We compare two different case studies in the EU: pig production in the western region of Brittany in
France, and olive oil production in two regional units of Crete (Heraklion and Lasithi) in Greece. The
productions are contrasting in the sense that they are: (i) animal versus crop; (ii) short-life (pig) versus
long-life (olive oil); and (iii) a national driven market (pork) versus an export driven market (olive oil).
In addition, the organisation of the supply chains is different, with a highly concentrated sector of pig
production in Brittany where most of the production is sold through POs, and scattered olive producers
but well-developed public quality labels in Crete. POs denote all entities that gather agricultural producers, whether or not they are recognised by public institutions. They can take different legal forms,
such as agricultural cooperatives, associations, or private companies. Whilst in the French pig sector,
POs are formally recognised legal entities, in the Cretan case study a significant number of entities did
not appear in the form of an officially recognised PO.

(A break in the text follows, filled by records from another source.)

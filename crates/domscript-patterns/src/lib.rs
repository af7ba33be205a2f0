//! Deterministic half of the DomScript pipeline: color extraction, the
//! fallback rule engine, prompt enhancement and completion validation.

pub mod color;
pub mod config_check;
pub mod prompt_enhancer;
pub mod rule_engine;
pub mod table;
pub mod validator;

pub use color::{extract_color, find_color, ColorToken, COLOR_VOCABULARY, DEFAULT_COLOR};
pub use config_check::validate_config;
pub use prompt_enhancer::{PromptEnhancer, GENERIC_PREFIX};
pub use rule_engine::{escape_js, RuleEngine, RuleOutputRejection, CATCH_ALL_RULE};
pub use table::{CommandText, PatternRule, PatternTable};
pub use validator::{strip_prompt, CompletionValidator, RejectionReason};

We conducted semi-structured interviews with supply chain stakeholders to explore how food supply
chains influence the adoption of environmentally friendly practices on farms. In total, 9 stakeholders
in Brittany and 11 in Crete were interviewed, with each respondent having a specific role in the organisation (such as manager, person in charge of environmental matters, person in charge of quality matters, etc.). The questionnaire was divided into three parts. The first section collected the characteristics
of the organisation represented by the respondent. The second section dealt with the role played by
5
Published as Duvaleix, S., Lassalas, M., Latruffe, L., Konstantidelli, V., & Tzouramani, I (2020). Adopting Environmentally
Friendly Farming Practices and the Role of Quality Labels and Producer Organisations: A Qualitative Analysis Based on Two
European Case Studies. Sustainability, 12(24), 10457.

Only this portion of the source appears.